*** Opening Extracted material ***

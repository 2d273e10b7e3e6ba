//! The `DataClient` contract (spec.md §6): the core's only view of where
//! routes come from. Concrete clients (Kubernetes, etcd, ...) are external
//! collaborators; only minimal reference clients live in this crate (see
//! `sources`).

use async_trait::async_trait;
use thiserror::Error;

use crate::route::RouteSpec;

#[derive(Debug, Error)]
pub enum DataClientError {
    #[error("data source {source}: {reason}")]
    Transient { source: String, reason: String },
}

/// One upstream source of routes. The engine (C4) polls `load_update` at a
/// configured interval and applies the delta to that source's private
/// `Id -> Route` map; `load_all` seeds it.
#[async_trait]
pub trait DataClient: Send + Sync {
    /// A stable name, used for logging and as the tie-break key in the
    /// engine's fixed source-priority order.
    fn name(&self) -> &str;

    /// Initial snapshot. Called once, before the first table build.
    async fn load_all(&self) -> Result<Vec<RouteSpec>, DataClientError>;

    /// Incremental delta since the last call. Returns `(upserts, deletes)`.
    /// A transient error leaves the source's prior view unchanged (spec.md
    /// §4.3 failure semantics) rather than failing the whole engine.
    async fn load_update(&self) -> Result<(Vec<RouteSpec>, Vec<String>), DataClientError>;

    /// Releases any resources (file watches, connections) this client holds.
    async fn close(&self);
}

*** Closing Extracted material ***

• _Exercise requirements_
What this exercise asks for is every line of the data above with the word "DataClientError".

• _Final answer_
pub enum DataClientError {
    async fn load_all(&self) -> Result<Vec<RouteSpec>, DataClientError>;
    async fn load_update(&self) -> Result<(Vec<RouteSpec>, Vec<String>), DataClientError>;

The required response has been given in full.